Perhaps we have different understandings of what "empathy" means. As I said earlier, I take "empathy" to be an emotional response to the suffering or struggles of others, just as fear is an emotional response to perceived danger, and anger an emotional response to a perceived wrong. It is not a behavior (something one "practices"). Here is the dictionary definition:

"1. The ability to identify with or understand the perspective, experiences, or motivations of another individual and to comprehend and share another individual's emotional state."

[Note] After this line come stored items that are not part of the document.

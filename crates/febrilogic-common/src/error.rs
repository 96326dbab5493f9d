use thiserror::Error;

#[derive(Debug, Error)]
pub enum FebrilogicError {
    /// A disease profile lacks a weight for a symptom in the table vocabulary.
    #[error("Malformed profile: disease '{disease}' has no weight for symptom '{symptom}'")]
    MalformedProfile { disease: String, symptom: String },

    #[error("Shape mismatch: {names} disease names but {priors} prior values")]
    ShapeMismatch { names: usize, priors: usize },

    #[error("Invalid table: {0}")]
    InvalidTable(String),

    #[error("CSV error: {0}")]
    Csv(#[from] csv::Error),

    #[error("IO error: {0}")]
    Io(#[from] std::io::Error),

    #[error("Serialization error: {0}")]
    Serialization(#[from] serde_json::Error),

    #[error(transparent)]
    Other(#[from] anyhow::Error),
}

pub type Result<T> = std::result::Result<T, FebrilogicError>;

https://www.ahdictionary.com/word/search.html?q=empathy

There is no complete empirical record of successes and failures. The United Nations Universal Declaration of Human Rights, and the American We hold these truths to be self-evident, that all men are created equal, that they are endowed by their Creator with certain unalienable Rights, that among these are Life, Liberty and the pursuit of Happiness.
are notable successes.
Neither of those is an example of empathy, or teaching empathy. The UN Declaration is a document constructed to placate various political constituencies and codify an ideology fashionable at the time, and the The US Declaration is an abstract of Locke's theory of the purpose of government.
Reciprocity is basically what differentiates a society from an aggregate of people.
A "society" (in the sense understood in political science) is a group of people so situated as to be able to interact, and who do interact. It does require reciprocity, but reciprocity is not empathy, and does not depend upon empathy. Every contract requires reciprocity; few of them involve any empathy on the part of any of the parties.
True, empathy involves emotion but especially emotion which has been refined through reason into feelings. Reason is deficient unless it involves feelings. An example of reason which is deficient in feelings is that displayed by persons who have severe frontal lobe lesions.It's unlikely that a society where the individuals lack fellow feeling will endure however well the repriprocity of contracts is administered.This is because humans are endlessly creative and their societies adapt.

If you pardon the anachronism do you think that Jesus' message was socialist?

Your " Every contract requires reciprocity; few of them involve any empathy on the part of any of the parties." is an example of necessary but not sufficient.